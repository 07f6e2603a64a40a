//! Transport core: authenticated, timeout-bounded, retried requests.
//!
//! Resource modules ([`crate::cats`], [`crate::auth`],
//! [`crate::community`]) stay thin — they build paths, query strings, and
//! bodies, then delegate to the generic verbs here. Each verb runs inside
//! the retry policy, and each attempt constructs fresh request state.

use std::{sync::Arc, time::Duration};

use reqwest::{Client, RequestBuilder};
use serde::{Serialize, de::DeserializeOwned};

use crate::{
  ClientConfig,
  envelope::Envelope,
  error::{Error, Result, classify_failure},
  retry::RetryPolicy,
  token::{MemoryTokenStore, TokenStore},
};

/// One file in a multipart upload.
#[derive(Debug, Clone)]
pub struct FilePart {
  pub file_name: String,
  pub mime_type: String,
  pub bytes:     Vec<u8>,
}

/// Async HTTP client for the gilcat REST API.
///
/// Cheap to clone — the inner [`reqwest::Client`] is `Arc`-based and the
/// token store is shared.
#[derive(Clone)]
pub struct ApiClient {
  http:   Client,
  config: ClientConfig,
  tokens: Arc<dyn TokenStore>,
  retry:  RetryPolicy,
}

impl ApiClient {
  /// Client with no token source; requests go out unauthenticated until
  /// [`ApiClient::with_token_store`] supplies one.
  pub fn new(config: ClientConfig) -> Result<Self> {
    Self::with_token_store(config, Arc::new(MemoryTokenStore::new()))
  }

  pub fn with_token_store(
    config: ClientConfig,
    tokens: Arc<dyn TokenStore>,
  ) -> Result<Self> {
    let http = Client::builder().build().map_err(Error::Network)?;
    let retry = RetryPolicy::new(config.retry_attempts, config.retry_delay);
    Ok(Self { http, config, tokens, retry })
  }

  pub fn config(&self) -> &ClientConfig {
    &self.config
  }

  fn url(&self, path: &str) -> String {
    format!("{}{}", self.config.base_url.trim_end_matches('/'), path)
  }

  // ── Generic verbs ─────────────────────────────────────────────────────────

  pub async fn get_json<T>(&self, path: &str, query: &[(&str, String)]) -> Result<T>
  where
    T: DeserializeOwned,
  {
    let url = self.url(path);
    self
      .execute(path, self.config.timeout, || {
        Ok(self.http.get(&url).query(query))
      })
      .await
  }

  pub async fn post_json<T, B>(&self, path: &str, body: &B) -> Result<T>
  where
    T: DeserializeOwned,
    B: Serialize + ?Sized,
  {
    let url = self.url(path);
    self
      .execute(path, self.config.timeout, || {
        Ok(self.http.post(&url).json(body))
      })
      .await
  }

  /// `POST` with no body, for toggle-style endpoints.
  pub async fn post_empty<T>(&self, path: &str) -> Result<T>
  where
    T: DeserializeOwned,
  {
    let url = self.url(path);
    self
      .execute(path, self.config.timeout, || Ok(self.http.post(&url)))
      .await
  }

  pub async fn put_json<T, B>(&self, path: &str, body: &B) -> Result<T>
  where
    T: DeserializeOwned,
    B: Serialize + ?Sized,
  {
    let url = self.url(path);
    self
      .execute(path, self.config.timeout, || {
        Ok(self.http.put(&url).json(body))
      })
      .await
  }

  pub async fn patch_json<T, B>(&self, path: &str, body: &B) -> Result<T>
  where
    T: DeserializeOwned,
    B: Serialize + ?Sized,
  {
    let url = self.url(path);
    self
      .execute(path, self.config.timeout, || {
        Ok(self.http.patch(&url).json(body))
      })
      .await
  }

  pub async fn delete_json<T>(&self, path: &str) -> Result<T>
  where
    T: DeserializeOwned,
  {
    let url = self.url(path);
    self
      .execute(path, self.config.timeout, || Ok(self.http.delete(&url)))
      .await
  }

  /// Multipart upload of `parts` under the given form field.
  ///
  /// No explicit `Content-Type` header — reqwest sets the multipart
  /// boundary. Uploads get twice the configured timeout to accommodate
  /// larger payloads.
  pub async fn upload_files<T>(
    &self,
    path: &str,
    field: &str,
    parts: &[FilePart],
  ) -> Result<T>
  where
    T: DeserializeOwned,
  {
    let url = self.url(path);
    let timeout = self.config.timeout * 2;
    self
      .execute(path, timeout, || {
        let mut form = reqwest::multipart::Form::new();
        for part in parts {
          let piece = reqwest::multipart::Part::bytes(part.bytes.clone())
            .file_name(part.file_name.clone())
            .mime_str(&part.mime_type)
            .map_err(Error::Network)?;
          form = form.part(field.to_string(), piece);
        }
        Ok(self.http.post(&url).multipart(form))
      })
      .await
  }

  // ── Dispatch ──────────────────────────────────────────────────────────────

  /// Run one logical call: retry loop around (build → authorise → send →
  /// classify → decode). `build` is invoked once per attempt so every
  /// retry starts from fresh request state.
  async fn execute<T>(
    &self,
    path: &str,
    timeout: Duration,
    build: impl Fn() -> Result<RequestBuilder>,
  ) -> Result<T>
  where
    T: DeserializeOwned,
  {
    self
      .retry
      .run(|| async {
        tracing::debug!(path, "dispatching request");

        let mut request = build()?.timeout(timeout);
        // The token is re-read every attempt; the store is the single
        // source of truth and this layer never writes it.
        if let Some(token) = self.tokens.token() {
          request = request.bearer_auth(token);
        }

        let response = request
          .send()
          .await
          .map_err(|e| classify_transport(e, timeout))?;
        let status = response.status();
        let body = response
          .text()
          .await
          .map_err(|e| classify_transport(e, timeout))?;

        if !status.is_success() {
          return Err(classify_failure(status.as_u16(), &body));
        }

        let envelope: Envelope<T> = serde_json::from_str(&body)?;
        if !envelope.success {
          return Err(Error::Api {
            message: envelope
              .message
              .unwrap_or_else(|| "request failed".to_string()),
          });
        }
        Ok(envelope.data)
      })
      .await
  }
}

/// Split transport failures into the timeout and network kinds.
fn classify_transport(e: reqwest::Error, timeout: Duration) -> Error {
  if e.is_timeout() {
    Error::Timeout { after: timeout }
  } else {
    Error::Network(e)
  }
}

WORK INSTRUCTIONS
Going through the entries above, count the lines that have the word "FilePart" and state that count alone.

SOLUTION FOR THIS TASK
2